## WORK ITEM
Print the records again, character for character.

## Stored items
+ + +

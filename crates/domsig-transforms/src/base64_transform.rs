#![forbid(unsafe_code)]

//! Base64 decode transform.

use crate::data::{node_at, TransformData};
use base64::Engine;
use domsig_core::Error;
use domsig_xml::document::text_content;

/// Decode the base64 text carried by `input`.
///
/// XML input contributes the string value of its text nodes; octets are
/// taken as UTF-8 text. Whitespace is dropped before decoding.
pub fn decode(input: &TransformData) -> Result<TransformData, Error> {
    let text = match input {
        TransformData::Octets(bytes) => std::str::from_utf8(bytes)
            .map_err(|e| Error::Base64(format!("input is not UTF-8: {e}")))?
            .to_owned(),
        TransformData::Subtree { xml, root, .. } => {
            let doc = domsig_xml::parse(xml)?;
            text_content(node_at(&doc, *root)?)
        }
        TransformData::NodeSet { xml, nodes } => {
            let doc = domsig_xml::parse(xml)?;
            nodes
                .nodes(&doc)
                .into_iter()
                .filter(|n| n.is_text())
                .filter_map(|n| n.text())
                .collect()
        }
    };

    let cleaned: String = text.chars().filter(|c| !c.is_whitespace()).collect();
    let decoded = base64::engine::general_purpose::STANDARD
        .decode(cleaned)
        .map_err(|e| Error::Base64(format!("decode error: {e}")))?;
    tracing::debug!(decoded_len = decoded.len(), "base64 transform");
    Ok(TransformData::Octets(decoded))
}

#[cfg(test)]
mod tests {
    use super::*;
    use domsig_xml::NodeSet;
    use std::sync::Arc;

    #[test]
    fn test_subtree_text_is_decoded() {
        let xml: Arc<str> = Arc::from("<r><data Id=\"d\">aGVs\n  bG8=<!--x--></data></r>");
        let doc = domsig_xml::parse(&xml).unwrap();
        let data = doc.descendants().find(|n| n.has_tag_name("data")).unwrap();
        let input = TransformData::Subtree {
            xml: Arc::clone(&xml),
            root: data.id().get_usize(),
            with_comments: false,
        };
        assert!(matches!(decode(&input).unwrap(), TransformData::Octets(b) if b == b"hello"));
    }

    #[test]
    fn test_node_set_only_uses_selected_text() {
        let xml: Arc<str> = Arc::from("<r><a>aGk=</a><b>!!!</b></r>");
        let doc = domsig_xml::parse(&xml).unwrap();
        let a = doc.descendants().find(|n| n.has_tag_name("a")).unwrap();
        let input = TransformData::NodeSet {
            xml: Arc::clone(&xml),
            nodes: NodeSet::tree(a, false),
        };
        assert!(matches!(decode(&input).unwrap(), TransformData::Octets(b) if b == b"hi"));
    }

    #[test]
    fn test_invalid_input() {
        let input = TransformData::Octets(b"***".to_vec());
        assert!(matches!(decode(&input), Err(Error::Base64(_))));
    }
}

+ + +

## YOUR SOLUTION
filename crates/domsig-transforms/src/base64_transform.rs
#![forbid(unsafe_code)]

//! Base64 decode transform.

use crate::data::{node_at, TransformData};
use base64::Engine;
use domsig_core::Error;
use domsig_xml::document::text_content;

/// Decode the base64 text carried by `input`.
///
/// XML input contributes the string value of its text nodes; octets are
/// taken as UTF-8 text. Whitespace is dropped before decoding.
pub fn decode(input: &TransformData) -> Result<TransformData, Error> {
    let text = match input {
        TransformData::Octets(bytes) => std::str::from_utf8(bytes)
            .map_err(|e| Error::Base64(format!("input is not UTF-8: {e}")))?
            .to_owned(),
        TransformData::Subtree { xml, root, .. } => {
            let doc = domsig_xml::parse(xml)?;
            text_content(node_at(&doc, *root)?)
        }
        TransformData::NodeSet { xml, nodes } => {
            let doc = domsig_xml::parse(xml)?;
            nodes
                .nodes(&doc)
                .into_iter()
                .filter(|n| n.is_text())
                .filter_map(|n| n.text())
                .collect()
        }
    };

    let cleaned: String = text.chars().filter(|c| !c.is_whitespace()).collect();
    let decoded = base64::engine::general_purpose::STANDARD
        .decode(cleaned)
        .map_err(|e| Error::Base64(format!("decode error: {e}")))?;
    tracing::debug!(decoded_len = decoded.len(), "base64 transform");
    Ok(TransformData::Octets(decoded))
}

#[cfg(test)]
mod tests {
    use super::*;
    use domsig_xml::NodeSet;
    use std::sync::Arc;

    #[test]
    fn test_subtree_text_is_decoded() {
        let xml: Arc<str> = Arc::from("<r><data Id=\"d\">aGVs\n  bG8=<!--x--></data></r>");
        let doc = domsig_xml::parse(&xml).unwrap();
        let data = doc.descendants().find(|n| n.has_tag_name("data")).unwrap();
        let input = TransformData::Subtree {
            xml: Arc::clone(&xml),
            root: data.id().get_usize(),
            with_comments: false,
        };
        assert!(matches!(decode(&input).unwrap(), TransformData::Octets(b) if b == b"hello"));
    }

    #[test]
    fn test_node_set_only_uses_selected_text() {
        let xml: Arc<str> = Arc::from("<r><a>aGk=</a><b>!!!</b></r>");
        let doc = domsig_xml::parse(&xml).unwrap();
        let a = doc.descendants().find(|n| n.has_tag_name("a")).unwrap();
        let input = TransformData::NodeSet {
            xml: Arc::clone(&xml),
            nodes: NodeSet::tree(a, false),
        };
        assert!(matches!(decode(&input).unwrap(), TransformData::Octets(b) if b == b"hi"));
    }

    #[test]
    fn test_invalid_input() {
        let input = TransformData::Octets(b"***".to_vec());
        assert!(matches!(decode(&input), Err(Error::Base64(_))));
    }
}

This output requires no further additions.